左右非対称が生み出す美の形状~異端とも言うべきデザインの試み~

今でこそ当たり前になったアシンメトリーな造形。腕時計の黎明期から取り組んでいたのはカルティエだ。1920年のクロシュ、36年のアシメトリック、そして67年のクラッシュ。この3作から見えるのは、デザインで多様な試みを行ってきた、カルティエのユニークな歩みである。

Archives Cartier Ⓒ Cartierクロシュ リストウォッチ [1920]資料を見る限りで言うと、カルティエが初めて製作した非対称時計がクロシュである。これは1922年に製造された個体。置き時計として使えるように、ケースの6時位置は平たく成形されている。なお、初期のクロシュは限定版だったと記録にはある。

カルティエの歴史の中で、異端とも言うべきモデルがいくつかある。1985年にリバイバルした「パシャ ドゥ カルティエ」はそのひとつだ。当時の軍用ダイバーウォッチに範を取った本作は、王の宝石商が作る時計としては、かなり風変わりなものだった。しかし、デザインで言えば、アシメトリックモチーフに比肩するものはないだろう。今でこそ、リシャール・ミルなどが、アシンメトリーな造形の高級時計を作るようになった。しかし、カルティエは腕時計の黎明期からアシンメトリーデザインに取り組んでいたのである。腕時計が普及していない時代から、異形なデザインを採用する。カルティエの試みは、他社に比べて、少なくとも半世紀は早かったように思える。

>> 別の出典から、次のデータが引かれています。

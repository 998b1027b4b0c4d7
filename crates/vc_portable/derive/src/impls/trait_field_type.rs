use proc_macro2::TokenStream;
use quote::quote;

use crate::derive_data::PortableDerive;

/// Generates `FieldType`, so the type can be held by other portable types.
/// It always goes through the object codec.
pub(crate) fn impl_trait_field_type(derive: &PortableDerive) -> TokenStream {
    let vc_portable_path = derive.vc_portable_path();
    let field_type_ = crate::path::field_type_(vc_portable_path);
    let field_shape_ = crate::path::field_shape_(vc_portable_path);
    let value_ = crate::path::value_(vc_portable_path);
    let value_error_ = crate::path::value_error_(vc_portable_path);
    let macro_exports_ = crate::path::macro_exports_(vc_portable_path);

    let ident = derive.ident;

    quote! {
        impl #field_type_ for #ident {
            #[inline]
            fn shape() -> #field_shape_ {
                #field_shape_::Object
            }

            #[inline]
            fn to_value(&self) -> #value_<'_> {
                #macro_exports_::object_to_value(self)
            }

            fn from_value(
                value: #value_<'static>,
            ) -> ::core::result::Result<Self, #value_error_> {
                #macro_exports_::object_from_value::<Self>(value)
            }
        }
    }
}
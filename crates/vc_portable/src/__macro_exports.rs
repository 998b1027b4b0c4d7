//! Items used by `#[derive(Portable)]` expansions. Not public API.

use crate::info::PortableInfo;
use crate::portable::Portable;
use crate::value::{ObjectValue, Value, ValueError};

#[cfg(feature = "auto_register")]
pub use inventory;

/// Moves a decoded object into a field of concrete type `T`.
pub fn object_from_value<T: Portable>(value: Value<'static>) -> Result<T, ValueError> {
    let object = match value {
        Value::Object(ObjectValue::Owned(object)) => object,
        Value::Object(ObjectValue::Borrowed(_)) => return Err(ValueError::BorrowedObject),
        other => return Err(ValueError::mismatch("object", &other)),
    };
    object
        .downcast::<T>()
        .map(|boxed| *boxed)
        .map_err(|found| ValueError::ObjectType {
            expected: core::any::type_name::<T>(),
            found,
        })
}

/// Value of a nested portable field.
#[inline]
pub fn object_to_value<T: Portable>(object: &T) -> Value<'_> {
    Value::Object(ObjectValue::Borrowed(object))
}

/// A `(user type id, type)` pair submitted by `#[portable(user_type = ..)]`.
pub struct AutoRegistration {
    pub id: i32,
    pub info: fn() -> &'static PortableInfo,
}

#[cfg(feature = "auto_register")]
inventory::collect!(AutoRegistration);

/// All pairs submitted in the final binary.
#[cfg(feature = "auto_register")]
pub fn registrations() -> impl Iterator<Item = &'static AutoRegistration> {
    inventory::iter::<AutoRegistration>.into_iter()
}
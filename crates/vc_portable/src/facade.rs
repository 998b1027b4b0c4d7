use std::borrow::Cow;
use std::sync::Arc;

use vc_stream::{RecordWriter, StreamError, ValueReader, ValueWriter};

use crate::error::{CodecError, Operation, SchemaError, SchemaResult};
use crate::portable::{ObjectCodec, Portable, PortableType};
use crate::registry::{DEFAULT_MAX_INHERITANCE_DEPTH, TypeRegistry, UserTypeIds};
use crate::schema::TypeSchema;
use crate::serializer::TypeSerializer;

// -----------------------------------------------------------------------------
// CodecConfig

/// Runtime limits of a [`PortableCodec`].
#[derive(Debug, Clone, Copy, PartialEq, Eq)]
pub struct CodecConfig {
    /// Longest accepted chain of embedded ancestors.
    pub max_inheritance_depth: usize,
    /// Deepest accepted nesting of objects inside object fields.
    pub max_nesting_depth: usize,
}

impl Default for CodecConfig {
    fn default() -> Self {
        Self {
            max_inheritance_depth: DEFAULT_MAX_INHERITANCE_DEPTH,
            max_nesting_depth: 128,
        }
    }
}

// -----------------------------------------------------------------------------
// PortableCodec

/// Entry point: writes and reads whole objects tagged with their user type
/// id.
///
/// An encoded object is the id as a zigzag varint followed by the object's
/// record. Every failure leaves through here as a [`CodecError`] naming the
/// type involved.
#[derive(Debug, Clone)]
pub struct PortableCodec {
    registry: TypeRegistry,
    config: CodecConfig,
}

impl PortableCodec {
    pub fn new(ids: impl UserTypeIds) -> Self {
        Self::with_config(ids, CodecConfig::default())
    }

    pub fn with_config(ids: impl UserTypeIds, config: CodecConfig) -> Self {
        Self {
            registry: TypeRegistry::with_inheritance_limit(ids, config.max_inheritance_depth),
            config,
        }
    }

    #[inline]
    pub fn registry(&self) -> &TypeRegistry {
        &self.registry
    }

    #[inline]
    pub fn config(&self) -> &CodecConfig {
        &self.config
    }

    #[inline]
    fn top_level(&self) -> Nesting<'_> {
        Nesting {
            codec: self,
            depth: 0,
        }
    }

    /// Writes `object` at its type's active version.
    pub fn serialize(&self, out: &mut ValueWriter, object: &dyn Portable) -> Result<(), CodecError> {
        self.serialize_with(out, object, None)
    }

    /// Writes `object` at exactly `version`, e.g. for a peer still on an
    /// older schema.
    pub fn serialize_at(
        &self,
        out: &mut ValueWriter,
        object: &dyn Portable,
        version: u32,
    ) -> Result<(), CodecError> {
        self.serialize_with(out, object, Some(version))
    }

    fn serialize_with(
        &self,
        out: &mut ValueWriter,
        object: &dyn Portable,
        forced: Option<u32>,
    ) -> Result<(), CodecError> {
        let type_name = object.portable_info().type_path();
        log::trace!("serializing `{type_name}`");
        self.top_level()
            .write_tagged(out, object, forced)
            .map_err(|e| CodecError::new(Operation::Serialize, type_name, e))
    }

    /// Reads the next object of whatever type its id names.
    pub fn deserialize(&self, input: &mut ValueReader<'_>) -> Result<Box<dyn Portable>, CodecError> {
        let (schema, object) = self.top_level().read_tagged(input);
        object.map_err(|e| {
            let type_name: Cow<'static, str> = match &schema {
                Some(schema) => schema.type_path().into(),
                None => "unknown type".into(),
            };
            CodecError::new(Operation::Deserialize, type_name, e)
        })
    }

    /// Reads the next object, which must be a `T`.
    pub fn deserialize_as<T: PortableType>(&self, input: &mut ValueReader<'_>) -> Result<T, CodecError> {
        let expected = T::type_info().type_path();
        self.deserialize(input)?
            .downcast::<T>()
            .map(|object| *object)
            .map_err(|found| {
                CodecError::new(
                    Operation::Deserialize,
                    expected,
                    SchemaError::TypeMismatch { expected, found },
                )
            })
    }

    pub fn to_bytes(&self, object: &dyn Portable) -> Result<Vec<u8>, CodecError> {
        let mut out = ValueWriter::new();
        self.serialize(&mut out, object)?;
        Ok(out.into_bytes())
    }

    pub fn to_bytes_at(&self, object: &dyn Portable, version: u32) -> Result<Vec<u8>, CodecError> {
        let mut out = ValueWriter::new();
        self.serialize_at(&mut out, object, version)?;
        Ok(out.into_bytes())
    }

    pub fn from_bytes(&self, bytes: &[u8]) -> Result<Box<dyn Portable>, CodecError> {
        self.deserialize(&mut ValueReader::new(bytes))
    }

    pub fn from_bytes_as<T: PortableType>(&self, bytes: &[u8]) -> Result<T, CodecError> {
        self.deserialize_as(&mut ValueReader::new(bytes))
    }

    /// Raises the active version of `T`. See [`TypeSchema::raise_version`].
    pub fn raise_version<T: PortableType>(&self, version: u32) -> Result<bool, CodecError> {
        let info = T::type_info();
        self.registry
            .raise_version(info, version)
            .map_err(|e| CodecError::new(Operation::RaiseVersion, info.type_path(), e))
    }
}
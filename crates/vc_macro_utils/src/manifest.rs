use std::collections::BTreeMap;
use std::env;
use std::path::{Path, PathBuf};
use std::sync::{PoisonError, RwLock};
use std::time::SystemTime;

use toml_edit::{Document, Item, Table};

/// The caller's `Cargo.toml`, used to spell paths to sibling crates in
/// generated code.
///
/// ```rust
/// # use vc_macro_utils::Manifest;
/// let path: syn::Path = Manifest::shared(|m| m.get_crate_path("vc_portable"));
/// ```
///
/// # Resolution rules
///
/// For a requested crate such as `vc_portable`:
///
/// 1. If it is listed in `dependencies`, return `::vc_portable`.
/// 2. If the caller depends on the facade crate `vc_codec`, return
///    `::vc_codec::portable`.
/// 3. If the caller depends on the facade under the alias `vc`, return
///    `::vc::portable`.
/// 4. Repeat steps 1-3 with `dev-dependencies`.
/// 5. Otherwise fall back to `::vc_portable`.
///
/// A crate that derives its own traits in unit tests needs
/// `extern crate self as vc_portable;` at its root so the fallback resolves.
#[derive(Debug)]
pub struct Manifest {
    pub manifest: Document<Box<str>>,
    pub modified_time: Option<SystemTime>,
}

const FACADE_NAME: &str = "vc_codec";
const FACADE_ALIAS: &str = "vc";
const MEMBER_PREFIX: &str = "vc_";

impl Manifest {
    fn manifest_path() -> Option<PathBuf> {
        let mut path = PathBuf::from(env::var_os("CARGO_MANIFEST_DIR")?);
        path.push("Cargo.toml");
        path.exists().then_some(path)
    }

    fn modified_time(path: &Path) -> Option<SystemTime> {
        std::fs::metadata(path).and_then(|meta| meta.modified()).ok()
    }

    fn parse_manifest(text: &str, origin: &Path) -> Document<Box<str>> {
        Document::parse(Box::<str>::from(text))
            .unwrap_or_else(|e| panic!("failed to parse cargo manifest {}: {e}", origin.display()))
    }

    fn read_manifest(path: &Path) -> Document<Box<str>> {
        let text = std::fs::read_to_string(path)
            .unwrap_or_else(|e| panic!("unable to read cargo manifest {}: {e}", path.display()));
        Self::parse_manifest(&text, path)
    }

    fn absolute(name: &str) -> syn::Path {
        syn::parse_str(&format!("::{name}"))
            .unwrap_or_else(|e| panic!("`{name}` is not a valid crate name: {e}"))
    }

    fn find_in_deps(deps: &Table, name: &str) -> Option<syn::Path> {
        if deps.contains_key(name) {
            return Some(Self::absolute(name));
        }
        let module = name.strip_prefix(MEMBER_PREFIX)?;
        [FACADE_NAME, FACADE_ALIAS]
            .into_iter()
            .find(|facade| deps.contains_key(facade))
            .map(|facade| {
                let mut path = Self::absolute(facade);
                let segment = syn::parse_str::<syn::PathSegment>(module)
                    .unwrap_or_else(|e| panic!("`{module}` is not a valid path segment: {e}"));
                path.segments.push(segment);
                path
            })
    }

    /// Returns the path generated code should use to reach crate `name`.
    ///
    /// See the type documentation for the resolution order.
    pub fn get_crate_path(&self, name: &str) -> syn::Path {
        ["dependencies", "dev-dependencies"]
            .into_iter()
            .filter_map(|key| match self.manifest.get(key) {
                Some(Item::Table(deps)) => Self::find_in_deps(deps, name),
                _ => None,
            })
            .next()
            .unwrap_or_else(|| Self::absolute(name))
    }

    /// Runs `func` against the caller's manifest.
    ///
    /// Parsed manifests are cached per path and re-read when the file's
    /// modification time changes.
    pub fn shared<R>(func: impl FnOnce(&Self) -> R) -> R {
        static MANIFESTS: RwLock<BTreeMap<PathBuf, Manifest>> = RwLock::new(BTreeMap::new());

        let Some(path) = Self::manifest_path() else {
            let empty = Manifest {
                manifest: Self::parse_manifest("", Path::new("Cargo.toml")),
                modified_time: None,
            };
            return func(&empty);
        };
        let modified_time = Self::modified_time(&path);

        let manifests = MANIFESTS.read().unwrap_or_else(PoisonError::into_inner);
        if let Some(manifest) = manifests.get(&path)
            && manifest.modified_time == modified_time
        {
            return func(manifest);
        }
        drop(manifests);

        let manifest = Manifest {
            manifest: Self::read_manifest(&path),
            modified_time,
        };
        let result = func(&manifest);

        MANIFESTS
            .write()
            .unwrap_or_else(PoisonError::into_inner)
            .insert(path, manifest);

        result
    }
}

// -----------------------------------------------------------------------------
// Tests

#[cfg(test)]
mod tests {
    use std::path::Path;

    use super::Manifest;

    fn resolve(toml: &str, name: &str) -> String {
        let manifest = Manifest {
            manifest: Manifest::parse_manifest(toml, Path::new("Cargo.toml")),
            modified_time: None,
        };
        let path = manifest.get_crate_path(name);
        let segments: Vec<String> = path.segments.iter().map(|s| s.ident.to_string()).collect();
        format!("::{}", segments.join("::"))
    }

    #[test]
    fn direct_dependency() {
        let toml = "[dependencies]\nvc_portable = { path = \"../vc_portable\" }\n";
        assert_eq!(resolve(toml, "vc_portable"), "::vc_portable");
    }

    #[test]
    fn through_facade() {
        let toml = "[dependencies]\nvc_codec = \"0.0.1\"\n";
        assert_eq!(resolve(toml, "vc_portable"), "::vc_codec::portable");

        let toml = "[dev-dependencies]\nvc = { package = \"vc_codec\", version = \"0.0.1\" }\n";
        assert_eq!(resolve(toml, "vc_stream"), "::vc::stream");
    }

    #[test]
    fn fallback() {
        assert_eq!(resolve("[package]\nname = \"app\"\n", "vc_portable"), "::vc_portable");
    }
}
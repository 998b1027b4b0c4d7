use serde::Serialize;

/// Serializable view of a [`TypeSchema`](crate::TypeSchema).
///
/// Intended for diagnostics and for diffing schemas between releases.
#[derive(Debug, Clone, PartialEq, Eq, Serialize)]
pub struct SchemaDescriptor {
    pub type_path: &'static str,
    pub type_name: &'static str,
    pub user_type_id: i32,
    pub detected_version: u32,
    pub active_version: u32,
    pub custom: bool,
    #[serde(skip_serializing_if = "Option::is_none")]
    pub remainder: Option<&'static str>,
    #[serde(skip_serializing_if = "Option::is_none")]
    pub base: Option<Box<SchemaDescriptor>>,
    pub versions: Vec<VersionDescriptor>,
}

#[derive(Debug, Clone, PartialEq, Eq, Serialize)]
pub struct VersionDescriptor {
    pub version: u32,
    pub fields: Vec<FieldDescriptor>,
}

#[derive(Debug, Clone, PartialEq, Eq, Serialize)]
pub struct FieldDescriptor {
    pub name: &'static str,
    pub index: u32,
    pub since: u32,
    pub value_type: &'static str,
}
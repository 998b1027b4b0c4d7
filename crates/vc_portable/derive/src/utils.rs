use proc_macro2::TokenStream;

#[inline(always)]
pub(crate) fn empty() -> TokenStream {
    TokenStream::new()
}

/// Whether `ty` is spelled as `PhantomData<..>`, with or without a path.
pub(crate) fn is_phantom(ty: &syn::Type) -> bool {
    match ty {
        syn::Type::Path(path) => path
            .path
            .segments
            .last()
            .is_some_and(|segment| segment.ident == "PhantomData"),
        _ => false,
    }
}
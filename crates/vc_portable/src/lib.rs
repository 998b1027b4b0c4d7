//! Reflective, schema-evolving binary codec.
//!
//! A type opts in with `#[derive(Portable)]`. The derive describes its fields
//! statically ([`PortableInfo`]); at runtime the [`schema`] scanner turns that
//! description into a [`TypeSchema`]: one sorted, indexed field list per
//! version. The [`TypeSerializer`] writes and reads objects against those
//! lists, and the [`PortableCodec`] facade ties everything to user type ids.
//!
//! ```
//! use vc_portable::{Portable, PortableCodec, RemainderValue, UserTypeTable};
//!
//! #[derive(Portable, Default, Debug, PartialEq)]
//! #[portable(default)]
//! struct Person {
//!     name: String,
//!     age: u32,
//!     #[portable(since = 1)]
//!     email: Option<String>,
//!     #[portable(remainder)]
//!     rest: Option<RemainderValue>,
//! }
//!
//! let mut ids = UserTypeTable::new();
//! ids.register::<Person>(1001)?;
//! let codec = PortableCodec::new(ids);
//!
//! let ada = Person { name: "Ada".into(), age: 36, ..Default::default() };
//! let bytes = codec.to_bytes(&ada)?;
//! let back: Person = codec.from_bytes_as(&bytes)?;
//! assert_eq!(back.name, ada.name);
//! assert_eq!(back.age, 36);
//! # Ok::<_, Box<dyn std::error::Error>>(())
//! ```
#![cfg_attr(docsrs, feature(doc_cfg))]

extern crate self as vc_portable;

// -----------------------------------------------------------------------------
// Modules

mod error;
mod facade;
mod info;
mod portable;
mod remainder;
mod serializer;
mod value;

pub mod codec;
pub mod registry;
pub mod schema;
pub mod types;

#[doc(hidden)]
pub mod __macro_exports;

// -----------------------------------------------------------------------------
// Exports

pub use vc_portable_derive::Portable;

pub use error::{CodecError, Operation, SchemaError, SchemaResult, TypeKey};
pub use facade::{CodecConfig, PortableCodec};
pub use info::{CustomHooks, DeclaredField, FieldFlags, InfoCell, PortableInfo};
pub use portable::{CustomCodec, ObjectCodec, Portable, PortableType};
pub use registry::{TypeRegistry, UserTypeIds, UserTypeTable};
pub use remainder::RemainderValue;
pub use schema::{FieldSlot, TypeSchema};
pub use serializer::TypeSerializer;
pub use types::{BigInt, Binary, Decimal, FieldType};
pub use value::{ObjectValue, Value, ValueError};

pub use vc_stream as stream;
//! Field types understood by the codec.
//!
//! [`FieldType`] is implemented for the built-in primitives, strings,
//! date/time values, the numeric carriers of this module, `Option`, fixed
//! arrays, the standard collections and maps, and every type deriving
//! [`Portable`](crate::Portable).

use crate::codec::FieldShape;
use crate::value::{Value, ValueError};

// -----------------------------------------------------------------------------
// Modules

mod collections;
mod numeric;
mod object;
mod primitives;
mod time;

// -----------------------------------------------------------------------------
// Exports

pub use numeric::{BigInt, Binary, Decimal};

// -----------------------------------------------------------------------------
// FieldType

/// A type that can be stored in a portable field.
///
/// The declared [`shape`](FieldType::shape) selects the field codec once, at
/// scan time. Values then travel through [`Value`].
///
/// `from_value` receives whatever the selected codec produced, so it accepts
/// the lossless coercions a preferred type may introduce: integer widening
/// and narrowing within range, `f32` to `f64`, byte strings for `u8` lists.
pub trait FieldType: Sized + Send + Sync + 'static {
    fn shape() -> FieldShape;

    fn to_value(&self) -> Value<'_>;

    fn from_value(value: Value<'static>) -> Result<Self, ValueError>;
}

/// Elements of a list-like value, with byte strings expanded to `u8` items.
pub(crate) fn list_items(value: Value<'static>) -> Result<Vec<Value<'static>>, ValueError> {
    match value {
        Value::List(items) => Ok(items),
        Value::Bytes(bytes) => Ok(bytes.iter().map(|b| Value::UInt(*b as u128)).collect()),
        other => Err(ValueError::mismatch("list", &other)),
    }
}
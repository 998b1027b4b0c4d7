use proc_macro2::Span;
use syn::{Attribute, Expr, LitInt, LitStr, meta::ParseNestedMeta, spanned::Spanned};

use crate::PORTABLE_ATTRIBUTE_NAME;

/// Parsed `#[portable(...)]` attributes of a type.
#[derive(Default)]
pub(crate) struct TypeAttributes {
    pub name: Option<LitStr>,
    pub type_path: Option<LitStr>,
    pub version: Option<u32>,
    pub default: Option<Span>,
    pub custom: Option<Span>,
    pub user_type: Option<Expr>,
    pub auto_register: Option<Span>,
}

fn duplicate(meta: &ParseNestedMeta) -> syn::Error {
    meta.error("duplicate attribute")
}

impl TypeAttributes {
    pub fn parse_attrs(attrs: &[Attribute]) -> syn::Result<Self> {
        let mut this = Self::default();
        for attr in attrs {
            if attr.path().is_ident(PORTABLE_ATTRIBUTE_NAME) {
                attr.parse_nested_meta(|meta| this.parse_meta(meta))?;
            }
        }
        if let Some(span) = this.auto_register
            && this.user_type.is_none()
        {
            return Err(syn::Error::new(
                span,
                "`auto_register` requires `user_type = ..`",
            ));
        }
        Ok(this)
    }

    fn parse_meta(&mut self, meta: ParseNestedMeta) -> syn::Result<()> {
        let path = &meta.path;
        if path.is_ident("name") {
            if self.name.is_some() {
                return Err(duplicate(&meta));
            }
            self.name = Some(meta.value()?.parse()?);
        } else if path.is_ident("type_path") {
            if self.type_path.is_some() {
                return Err(duplicate(&meta));
            }
            self.type_path = Some(meta.value()?.parse()?);
        } else if path.is_ident("version") {
            if self.version.is_some() {
                return Err(duplicate(&meta));
            }
            let lit: LitInt = meta.value()?.parse()?;
            self.version = Some(lit.base10_parse()?);
        } else if path.is_ident("default") {
            self.default = Some(path.span());
        } else if path.is_ident("custom") {
            self.custom = Some(path.span());
        } else if path.is_ident("user_type") {
            if self.user_type.is_some() {
                return Err(duplicate(&meta));
            }
            self.user_type = Some(meta.value()?.parse()?);
        } else if path.is_ident("auto_register") {
            self.auto_register = Some(path.span());
        } else {
            return Err(meta.error(
                "unknown type attribute, expected one of `name`, `type_path`, `version`, \
                 `default`, `custom`, `user_type`, `auto_register`",
            ));
        }
        Ok(())
    }
}
use crate::codec::FieldShape;
use crate::portable::Portable;
use crate::types::FieldType;
use crate::value::{ObjectValue, Value, ValueError};

/// A field holding any registered portable object.
///
/// The concrete type is resolved from the stream on read.
impl FieldType for Box<dyn Portable> {
    #[inline]
    fn shape() -> FieldShape {
        FieldShape::Object
    }

    #[inline]
    fn to_value(&self) -> Value<'_> {
        Value::Object(ObjectValue::Borrowed(self.as_ref()))
    }

    fn from_value(value: Value<'static>) -> Result<Self, ValueError> {
        match value {
            Value::Object(object) => object.into_owned(),
            other => Err(ValueError::mismatch("object", &other)),
        }
    }
}
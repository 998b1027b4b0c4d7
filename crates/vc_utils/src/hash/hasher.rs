//! Provide `FixedHasher` and `NoOpHasher`.
//!
//! `FixedHasher` is `foldhash` with a fixed seed.
//!
//! `NoOpHasher` passes an already well-distributed `u64` straight through,
//! which is what [`TypeId`](core::any::TypeId) keys need.

use core::hash::{BuildHasher, Hasher};

use foldhash::fast::{FixedState, FoldHasher};

// -----------------------------------------------------------------------------
// FixedHasher

const FIXED_HASH_STATE: FixedState = FixedState::with_seed(0x3C6E_F372_FE94_F82B);

/// A hasher whose output only depends on the input.
pub type FixedHasher = FoldHasher<'static>;

/// Hash state with a fixed seed, see [`FixedHasher`].
///
/// # Examples
///
/// ```
/// use core::hash::{BuildHasher, Hash, Hasher};
/// use vc_utils::hash::FixedHashState;
///
/// let mut a = FixedHashState.build_hasher();
/// let mut b = FixedHashState.build_hasher();
/// "person".hash(&mut a);
/// "person".hash(&mut b);
/// assert_eq!(a.finish(), b.finish());
/// ```
#[derive(Copy, Clone, Default, Debug)]
pub struct FixedHashState;

impl BuildHasher for FixedHashState {
    type Hasher = FixedHasher;

    #[inline(always)]
    fn build_hasher(&self) -> Self::Hasher {
        FIXED_HASH_STATE.build_hasher()
    }
}

// -----------------------------------------------------------------------------
// NoOpHasher

/// A hasher that stores the last `u64` it was given.
///
/// Byte input is folded in reverse order so that a single `write_u32(n)`
/// and `write_u64(n)` agree.
#[derive(Copy, Clone, Default, Debug)]
pub struct NoOpHasher {
    hash: u64,
}

impl Hasher for NoOpHasher {
    #[inline]
    fn finish(&self) -> u64 {
        self.hash
    }

    fn write(&mut self, bytes: &[u8]) {
        for byte in bytes.iter().rev() {
            self.hash = self.hash.rotate_left(8).wrapping_add(*byte as u64);
        }
    }

    #[inline]
    fn write_u64(&mut self, i: u64) {
        self.hash = i;
    }
}

/// Hash state producing [`NoOpHasher`].
///
/// ```
/// use core::hash::{BuildHasher, Hash, Hasher};
/// use vc_utils::hash::NoOpHashState;
///
/// let mut hasher = NoOpHashState.build_hasher();
/// 7_u64.hash(&mut hasher);
/// assert_eq!(hasher.finish(), 7);
/// ```
#[derive(Copy, Clone, Default, Debug)]
pub struct NoOpHashState;

impl BuildHasher for NoOpHashState {
    type Hasher = NoOpHasher;

    #[inline(always)]
    fn build_hasher(&self) -> Self::Hasher {
        NoOpHasher { hash: 0 }
    }
}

カルティエという「ジュエラー」が名声を博した一因に、さまざまなスタイルを採用したことが挙げられる。カルティエは世紀に入るまで、古典的なガーランド(花手綱)様式を好んでいたが、1906年頃から、新しいスタイルに取り組むようになった。具体的には、幾何学模様と抽象的な造形である。

Vincent Wulveryck, Collection Cartier Ⓒ Cartierタンク ロザンジュ リストウォッチ [1936]非対称を推し進めたのが、1936年の「タンク ロザンジュ」である。これはストラップを3本のラグで固定する「ロザンジュ ア ブリッド」。おそらく9リーニュの手巻きムーブメントを搭載していた。このケースの他にも、ふたつのラグで固定するモデルが製作された。N.Welsh, Collection Cartier Ⓒ Cartierタンク オブリーク リストウォッチ [1963]少なくとも1957年の時点で、カルティエはアシメトリックの再生産を開始していた。これはその再生産モデル。製造はおそらくジャガー・ルクルト。1963年、カルティエ・パリは926本の時計を販売し、そのうち703本は、本作を含む、タンク以外のモデルだった。

変化が加速したのは、シャルル・ジャコーがデザイナーとして加わって以降と宝飾史家のハンス・ナーデルホッファーは記す。彼のまとめた大著『カルティエ』は、「ジャコーの最も大きなカルティエと現在デザインに対する貢献は、ガーランド・スタイルを捨ててもっと大胆な色彩とデザインを取り入れるようになって、新たなデザインの美意識を育てたことにある」と記載している。彼は中国風、インド風、エジプト風、平坦な幾何学模様を強調したバレエ・リュスなどを採用することで、「結果として」カルティエに質の高いアール・デコ様式をもたらしたのである。

興味深いのは、カルティエは一貫して、ひとつのスタイルに固執しなかったことだ。当時カルティエを牽引していたルイ・カルティエは、ガーランド様式を好んでいたが、ひとつのスタイルに執着はしていなかった。彼はガーランド様式の対抗馬となったアール・ヌーボーには冷淡だったし、カルティエが「結果として」獲得した、アール・デコ風のスタイルでさえも、その括りでまとめられることを好まなかったふしがある。1925年の万国博覧会で、カルティエはアール・デコを強く打ち出したにもかかわらず、である。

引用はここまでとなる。